Dissesto, il decreto che condanna Bianco: "Approvazione dei bilanci nonostante le criticità"

Si fa luce sull'enorme buco di bilancio che ha portato al crack del Comune di Catania. Le motivazioni del decreto di condanna della Corte dei Conti evidenziano diverse criticità contabili

Nelle oltre 100 pagine del decreto di condanna della Corte dei Conti, siglate dal giudice Salvatore Grasso, è stata ripercorsa la fase amministrativa della giunta guidata da Enzo Bianco. Una ricostruzione che, secondo il giudice, evidenzia diverse responsabilità da parte degli ex amministratori di centro sinistra per il buco di bilancio e il successivo dissesto. Bianco ha subito dieci anni di interdizione e una sanzione pecuniaria e molti altri componenti della sua giunta non potranno candidarsi a nessuna carica pubblica né potranno ricoprire un incarico pubblico. Coinvolti anche gli ex componenti del collegio dei revisori dei  conti del Comune che non potranno ricoprire questo incarico per 5 anni.

Quindi chi ha causato il buco di bilancio "monstre" da un circa 1,4 miliardi? Secondo la procura regionale della Corte dei Conti si dovrebbe riconoscere "la responsabilità del sindaco e degli assessori pro tempore convenuti per aver contribuito al verificarsi del dissesto del Comune di Catania, dichiarato con deliberazione consiliare n. 37 del 12 dicembre 2018". 

I rilievi della procura erano stati diversi, tra cui "la sovrastima delle entrate in sede di bilancio di previsione, sopratutto prima della introduzione della contabilità armonizzata ed è stato quindi assicurato un ampliamento artificioso delle capacità di spesa dell'ente". Un altro punto finito nel mirino della procura era quello relativo ai debiti fuori bilancio ed alle passività potenziali.
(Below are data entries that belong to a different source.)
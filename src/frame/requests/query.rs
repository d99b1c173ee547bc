// Copyright 2021 IOTA Stiftung
// SPDX-License-Identifier: Apache-2.0

//! This module implements the QUERY frame.

use super::*;
use crate::frame::value::CqlValue;

/**
    Performs a CQL query. In protocol v1 the body is:

    `<query><consistency>`

    In protocol v2 the body grows a flags byte and optional tails:

    `<query><consistency><flags>[<n><value_1>...<value_n>][<result_page_size>][<paging_state>][<serial_consistency>]`

    where `<query>` is a `[long string]` and `<flags>` is a `[byte]` whose
    bits announce which tails follow. See [`QueryFlags`].

    Note that the consistency is ignored by some queries (USE, CREATE, ALTER,
    TRUNCATE, ...).

    The server will respond to a QUERY message with a RESULT message, the
    content of which depends on the query.
*/
#[derive(Clone, Debug, Builder)]
#[builder(derive(Clone, Debug))]
#[builder(pattern = "owned", setter(strip_option))]
pub struct QueryFrame {
    /// The query statement
    pub(crate) statement: String,
    /// The consistency level
    pub(crate) consistency: Consistency,
    #[builder(default)]
    /// The bound values list (v2)
    pub(crate) values: Vec<CqlValue>,
    #[builder(default)]
    /// The page size (v2)
    pub(crate) page_size: Option<i32>,
    #[builder(default)]
    /// The paging state (v2)
    pub(crate) paging_state: Option<Vec<u8>>,
    #[builder(default)]
    /// The serial consistency level (v2)
    pub(crate) serial_consistency: Option<Consistency>,
}

impl QueryFrame {
    /// Get the query statement.
    pub fn statement(&self) -> &String {
        &self.statement
    }

    /// Get the consistency level.
    pub fn consistency(&self) -> Consistency {
        self.consistency
    }

    /// Get the bound values.
    pub fn values(&self) -> &[CqlValue] {
        &self.values
    }

    /// Get the page size.
    pub fn page_size(&self) -> Option<i32> {
        self.page_size
    }

    /// Get the paging state.
    pub fn paging_state(&self) -> &Option<Vec<u8>> {
        &self.paging_state
    }

    /// Get the serial consistency level.
    pub fn serial_consistency(&self) -> Option<Consistency> {
        self.serial_consistency
    }

    /// The flags byte derived from the populated tails.
    pub fn flags(&self) -> QueryFlags {
        derive_flags(
            &self.values,
            self.page_size,
            &self.paging_state,
            self.serial_consistency,
        )
    }

    pub(crate) fn validate(&self, version: ProtocolVersion) -> anyhow::Result<()> {
        // a v1 QUERY body has no values block; only EXECUTE binds values there
        anyhow::ensure!(
            version == ProtocolVersion::V2 || self.values.is_empty(),
            "Bound query values require protocol v2"
        );
        validate_parameters(
            version,
            self.consistency,
            self.page_size,
            &self.paging_state,
            self.serial_consistency,
        )
    }

    pub(crate) fn to_payload(self, version: ProtocolVersion, payload: &mut Vec<u8>) {
        payload.reserve(self.statement.len() + 16);
        write_long_string(&self.statement, payload);
        match version {
            ProtocolVersion::V1 => write_short(self.consistency as u16, payload),
            ProtocolVersion::V2 => write_query_parameters(
                self.consistency,
                &self.values,
                self.page_size,
                self.paging_state.as_deref(),
                self.serial_consistency,
                payload,
            ),
        }
    }
}

impl QueryFrameBuilder {
    /// Bind the next value of the statement.
    pub fn bind(mut self, value: impl Into<CqlValue>) -> Self {
        self.values.get_or_insert_with(Vec::new).push(value.into());
        self
    }
}

pub(crate) fn derive_flags(
    values: &[CqlValue],
    page_size: Option<i32>,
    paging_state: &Option<Vec<u8>>,
    serial_consistency: Option<Consistency>,
) -> QueryFlags {
    let mut flags = QueryFlags::default();
    flags.set_values(!values.is_empty());
    flags.set_page_size(page_size.is_some());
    flags.set_paging_state(paging_state.is_some());
    flags.set_serial_consistency(serial_consistency.is_some());
    flags
}

pub(crate) fn validate_parameters(
    version: ProtocolVersion,
    consistency: Consistency,
    page_size: Option<i32>,
    paging_state: &Option<Vec<u8>>,
    serial_consistency: Option<Consistency>,
) -> anyhow::Result<()> {
    anyhow::ensure!(
        consistency.in_dialect(version),
        "Consistency {} does not exist in protocol v{}",
        consistency,
        version as u8
    );
    if version == ProtocolVersion::V1 {
        anyhow::ensure!(
            page_size.is_none() && paging_state.is_none() && serial_consistency.is_none(),
            "Query parameters require protocol v2"
        );
    }
    if let Some(serial) = serial_consistency {
        anyhow::ensure!(
            serial.is_serial(),
            "Serial consistency must be SERIAL or LOCAL_SERIAL, got {}",
            serial
        );
    }
    Ok(())
}

/// Write the v2 `<query_parameters>` block shared by QUERY and EXECUTE.
pub(crate) fn write_query_parameters(
    consistency: Consistency,
    values: &[CqlValue],
    page_size: Option<i32>,
    paging_state: Option<&[u8]>,
    serial_consistency: Option<Consistency>,
    payload: &mut Vec<u8>,
) {
    write_short(consistency as u16, payload);
    let mut flags = QueryFlags::default();
    flags.set_values(!values.is_empty());
    flags.set_page_size(page_size.is_some());
    flags.set_paging_state(paging_state.is_some());
    flags.set_serial_consistency(serial_consistency.is_some());
    write_byte(flags.0, payload);
    if flags.values() {
        write_short(values.len() as u16, payload);
        for value in values {
            value.encode(payload);
        }
    }
    if let Some(page_size) = page_size {
        write_int(page_size, payload);
    }
    if let Some(paging_state) = paging_state {
        write_bytes(paging_state, payload);
    }
    if let Some(serial) = serial_consistency {
        write_short(serial as u16, payload);
    }
}

/// Write the v1 bound-values block used by EXECUTE: a `[short]` count
/// followed by `[bytes]` values.
pub(crate) fn write_value_list(values: &[CqlValue], payload: &mut Vec<u8>) {
    write_short(values.len() as u16, payload);
    for value in values {
        value.encode(payload);
    }
}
In particolare, oltre al costante incremento dei debiti fuori bilancio, la procura regionale ha contestato che "diversamente da quanto previsto dalle norme e dai principi contabili, era sussistente una prassi consolidata di ritardare notevolmente il riconoscimento consiliare dei debiti fuori bilancio, sottraendo così rilevanti partite di spesa al necessario controllo dell'organo preposto e privando il bilancio ed i documenti contabili della necessaria attendibilità".

Anche la gestione delle partecipate è finita tra i rilievi, con il "caso" dei 44 milioni trasferiti da Amt al Comune utilizzati poi per le spese correnti. Ciò che emerge è comunque un filo rosso di responsabilità degli ex amministratori; come scrive il giudice Grasso "il mancato esercizio del potere di controllo e di correzione delle disfunzioni da parte della giunta risulta ancora più evidente se si considera che la sovrastima delle entrate, contestate dalla procura regionale, si è protratta lungo il corso di tutti gli anni nonostante, puntualmente, i diversi rendiconti testimoniassero una scarisissima capacità di riscossione".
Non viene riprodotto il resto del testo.